Ratan Tata didn’t want Nano stitched like shirt around button: Book

Written By DNA Web Team | Updated:

In Small Wonder: The Making of Nano, three writers chronicle the making of the small car saying it has been a struggle and a vindication, a long, arduous and expensive endeavour to cope with a wide range of problems.

Finding suitable design solutions, getting engineering package right and managing everything within stringiest cost parameters were some of the challenges the Nano team faced while coming up with the Rs1 lakh car but Ratan Tata did not want the vehicle to be built like stitching a shirt around a button, says a new book.

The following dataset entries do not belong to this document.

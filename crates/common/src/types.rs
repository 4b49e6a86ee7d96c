/// Cost of travelling along a single directed edge or path.
pub type Weight = f64;

/// Type alias for a single weighted edge: (from, to, weight)
pub type Edge = (usize, usize, Weight);

/// Sentinel cost for an unreachable vertex pair.
pub const UNREACHABLE: Weight = f64::INFINITY;

/// Cost of staying on the same vertex.
pub const SELF_LOOP: Weight = 0.0;
use std::fmt;

#[derive(Debug, Clone, PartialEq)]
pub enum Error {
    /// A graph must contain at least one vertex.
    InvalidVertexCount(usize),

    /// Indicates an attempt to access a vertex index that exceeds the graph size (N).
    VertexOutOfBounds(usize),

    /// Edge weights must be finite; "no edge" is expressed by leaving the edge out.
    InvalidWeight(f64),

    /// Edge density must be a finite probability in the closed interval [0, 1].
    InvalidDensity(f64),

    /// The inclusive weight bounds are inverted (`min > max`).
    InvalidWeightRange { min: i64, max: i64 },

    /// A row of the supplied matrix does not match the number of rows.
    NonSquareMatrix {
        row: usize,
        expected: usize,
        found: usize,
    },
}

impl fmt::Display for Error {
    fn fmt(&self, f: &mut fmt::Formatter) -> fmt::Result {
        match self {
            Error::InvalidVertexCount(n) => {
                write!(f, "Vertex count must be at least 1, got {}.", n)
            }

            Error::VertexOutOfBounds(v) => write!(f, "Vertex index {} is out of bounds.", v),

            Error::InvalidWeight(w) => write!(f, "Edge weight must be finite, got {}.", w),

            Error::InvalidDensity(d) => {
                write!(f, "Density must be within [0.0, 1.0], got {}.", d)
            }

            Error::InvalidWeightRange { min, max } => write!(
                f,
                "Weight range is empty: min ({}) is greater than max ({}).",
                min, max
            ),

            Error::NonSquareMatrix {
                row,
                expected,
                found,
            } => write!(
                f,
                "Matrix is not square: row {} has {} entries, expected {}.",
                row, found, expected
            ),
        }
    }
}

impl std::error::Error for Error {}

#[cfg(test)]
mod tests {
    use super::*;

    #[test]
    fn display_mentions_offending_values() {
        let msg = Error::NonSquareMatrix {
            row: 2,
            expected: 3,
            found: 1,
        }
        .to_string();
        assert!(msg.contains("row 2"));
        assert!(msg.contains("expected 3"));

        assert_eq!(
            Error::InvalidDensity(1.5).to_string(),
            "Density must be within [0.0, 1.0], got 1.5."
        );
        assert_eq!(
            Error::InvalidWeight(f64::NAN).to_string(),
            "Edge weight must be finite, got NaN."
        );
    }
}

In Small Wonder: The Making of Nano, writers Christabelle Noronha, Philip Chacko and Sujata Agarwal, chronicle the making of the small car saying it has been a struggle and a vindication, a long, arduous and expensive endeavour to cope with a wide range of problems.

"Ratan Tata was clear that the small-car team should not build the car around whatever engine it opted for; that would be, he said, like stitching a shirt around a button," the book says.

"It started by my spending a lot of time doodling at boring board meetings. Most of us are victims of the environment in which we are and... We lose sight of the fact that we have a greater responsibility - a responsibility to serve the communities we live in to improve the quality of life of people we work with," the book quotes Ratan Tata as saying.

"This was not a commissioned book. We first thought of bringing it out as an in-house book," says Noronha.

"But then we felt there was a need to chronicle the Nano success story for the people and so we decided to bring out the book which is about conceptualisation and creation of the car," Noronha told PTI.

It took the authors a year to write the book as "each of us had other things" to do.

"We had to do an inside story. And for this we had to do a lot of research and conduct interviews. We met several people including engineers and dealers of Tata Motors as well as Nano owners," she says.

According to Noronha, there were challenges too.

"Getting inside the hearts and minds of engineers to cull out information was the biggest challenge."

She says the relevance of the book, published by Westland Ltd, is the global relevance of the car.

The book also has a chapter on the shifting of the Nano plant from Singur in West Bengal to Sanand in Gujarat.